Let S be a set that consists entirely of even integers, and let T be the set that consists of each of the elements in S increased by two. Which of the following must be even?

I. the mean of T

II. the median of T

III. the range of T

Answer

S consists of all even integers. If we were to increase each of these even numbers by 2, then we would get another set of even numbers, because adding 2 to an even number yields an even number. In other words, T also consists entirely of even numbers.

In order to find the mean of T, we would need to add up all of the elements in T and then divide by however many numbers are in T. If we were to add up all of the elements of T, we would get an even number, because adding even numbers always gives another even number.
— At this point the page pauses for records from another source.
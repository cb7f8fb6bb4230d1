//! Sector and hex arithmetic.
//!
//! A sector is 32 columns by 40 rows of hexes. Hexes are addressed inside a
//! sector as `XXYY` (1-based); world coordinates number columns and rows
//! continuously across sectors, with sector `(0, 0)` hex `0140` at the origin.
//! Odd columns sit half a row lower than even ones.

use std::fmt;

use starmap_engine::coords::{Rect, Vec2};

pub const SECTOR_WIDTH: i32 = 32;
pub const SECTOR_HEIGHT: i32 = 40;
pub const SUBSECTOR_WIDTH: i32 = 8;
pub const SUBSECTOR_HEIGHT: i32 = 10;

pub const REFERENCE_SECTOR_X: i32 = 0;
pub const REFERENCE_SECTOR_Y: i32 = 0;
pub const REFERENCE_HEX_X: i32 = 1;
pub const REFERENCE_HEX_Y: i32 = 40;

/// Hex within a sector, 1-based.
#[derive(Debug, Copy, Clone, PartialEq, Eq, Hash, Default)]
pub struct Hex {
    pub x: i32,
    pub y: i32,
}

impl Hex {
    #[inline]
    pub const fn new(x: i32, y: i32) -> Self {
        Self { x, y }
    }

    /// True for `0101`..`3240`.
    pub fn is_valid(self) -> bool {
        (1..=SECTOR_WIDTH).contains(&self.x) && (1..=SECTOR_HEIGHT).contains(&self.y)
    }

    /// Subsector letter `A`..`P`, row-major.
    pub fn subsector(self) -> char {
        let index = subsector_index(self);
        char::from(b'A' + index as u8)
    }

    /// Position relative to the containing subsector, 1-based.
    pub fn in_subsector(self) -> Hex {
        Hex::new(
            (self.x - 1).rem_euclid(SUBSECTOR_WIDTH) + 1,
            (self.y - 1).rem_euclid(SUBSECTOR_HEIGHT) + 1,
        )
    }

    /// Parses `XXYY`.
    pub fn parse(s: &str) -> Option<Hex> {
        if s.len() != 4 || !s.bytes().all(|b| b.is_ascii_digit()) {
            return None;
        }
        let x = s[..2].parse().ok()?;
        let y = s[2..].parse().ok()?;
        Some(Hex::new(x, y))
    }
}

impl fmt::Display for Hex {
    fn fmt(&self, f: &mut fmt::Formatter<'_>) -> fmt::Result {
        write!(f, "{:02}{:02}", self.x, self.y)
    }
}

/// Sector plus hex.
#[derive(Debug, Copy, Clone, PartialEq, Eq, Hash, Default)]
pub struct Location {
    pub sector_x: i32,
    pub sector_y: i32,
    pub hex: Hex,
}

impl Location {
    #[inline]
    pub const fn new(sector_x: i32, sector_y: i32, hex: Hex) -> Self {
        Self { sector_x, sector_y, hex }
    }
}

/// Continuous world hex coordinates of `loc`.
pub fn location_to_coordinates(loc: Location) -> (i32, i32) {
    (
        (loc.sector_x - REFERENCE_SECTOR_X) * SECTOR_WIDTH + loc.hex.x - REFERENCE_HEX_X,
        (loc.sector_y - REFERENCE_SECTOR_Y) * SECTOR_HEIGHT + loc.hex.y - REFERENCE_HEX_Y,
    )
}

/// Inverse of [`location_to_coordinates`].
pub fn coordinates_to_location(x: i32, y: i32) -> Location {
    let x = x + REFERENCE_HEX_X - 1;
    let y = y + REFERENCE_HEX_Y - 1;
    let sector_x = x.div_euclid(SECTOR_WIDTH);
    let sector_y = y.div_euclid(SECTOR_HEIGHT);
    Location {
        sector_x: sector_x + REFERENCE_SECTOR_X,
        sector_y: sector_y + REFERENCE_SECTOR_Y,
        hex: Hex::new(x - sector_x * SECTOR_WIDTH + 1, y - sector_y * SECTOR_HEIGHT + 1),
    }
}

/// Center of the hex at world coordinates `(x, y)`, in world units.
pub fn hex_to_center(x: i32, y: i32) -> Vec2 {
    let dy = if x % 2 != 0 { 0.0 } else { 0.5 };
    Vec2::new(x as f32 - 0.5, y as f32 - dy)
}

/// World rectangle covered by sector `(sx, sy)`.
pub fn sector_bounds(sx: i32, sy: i32) -> Rect {
    Rect::new(
        ((sx - REFERENCE_SECTOR_X) * SECTOR_WIDTH - REFERENCE_HEX_X) as f32,
        ((sy - REFERENCE_SECTOR_Y) * SECTOR_HEIGHT - REFERENCE_HEX_Y) as f32,
        SECTOR_WIDTH as f32,
        SECTOR_HEIGHT as f32,
    )
}

#[inline]
pub fn sector_center(sx: i32, sy: i32) -> Vec2 {
    sector_bounds(sx, sy).center()
}

/// World rectangle of subsector `index` (0..16, row-major) of sector `(sx, sy)`.
pub fn subsector_bounds(sx: i32, sy: i32, index: usize) -> Rect {
    let s = sector_bounds(sx, sy);
    let col = (index % 4) as f32;
    let row = (index / 4) as f32;
    Rect::new(
        s.left() + col * SUBSECTOR_WIDTH as f32,
        s.top() + row * SUBSECTOR_HEIGHT as f32,
        SUBSECTOR_WIDTH as f32,
        SUBSECTOR_HEIGHT as f32,
    )
}

#[inline]
pub fn subsector_center(sx: i32, sy: i32, index: usize) -> Vec2 {
    subsector_bounds(sx, sy, index).center()
}

fn subsector_index(hex: Hex) -> i32 {
    let col = (hex.x - 1).div_euclid(SUBSECTOR_WIDTH).clamp(0, 3);
    let row = (hex.y - 1).div_euclid(SUBSECTOR_HEIGHT).clamp(0, 3);
    row * 4 + col
}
However, even though the sum of the elements in T must be even, if the number of elements in T was an even number, it's possible that dividing the sum by the number of elements of T would be an odd number.

For example, let's assume T consists of the numbers 2, 4, 6, and 8. If we were to add up all of the elements of T, we would get 20. We would then divide this by the number of elements in T, which in this case is 4. The mean of T would thus be 20/4 = 5, which is an odd number. Therefore, the mean of T doesn't have to be an even number.

Next, let's analyze the median of T. Again, let's pretend that T consists of an even number of integers. In this case, we would need to find the average of the middle two numbers, which means we would add the two numbers, which gives us an even number, and then we would divide by two, which is another even number. The average of two even numbers doesn't have to be an even number, because dividing an even number by an even number can produce an odd number.

For example, let's pretend T consists of the numbers 2, 4, 6, and 8. The median of T would thus be the average of 4 and 6. The average of 4 and 6 is (4+6)/2 = 5, which is an odd number. Therefore, the median of T doesn't have to be an even number.

Finally, let's examine the range of T. The range is the difference between the smallest and the largest numbers in T, which both must be even. If we subtract an even number from another even number, we will always get an even number. Thus, the range of T must be an even number.

Of choices I, II, and III, only III must be true.

The answer is III only.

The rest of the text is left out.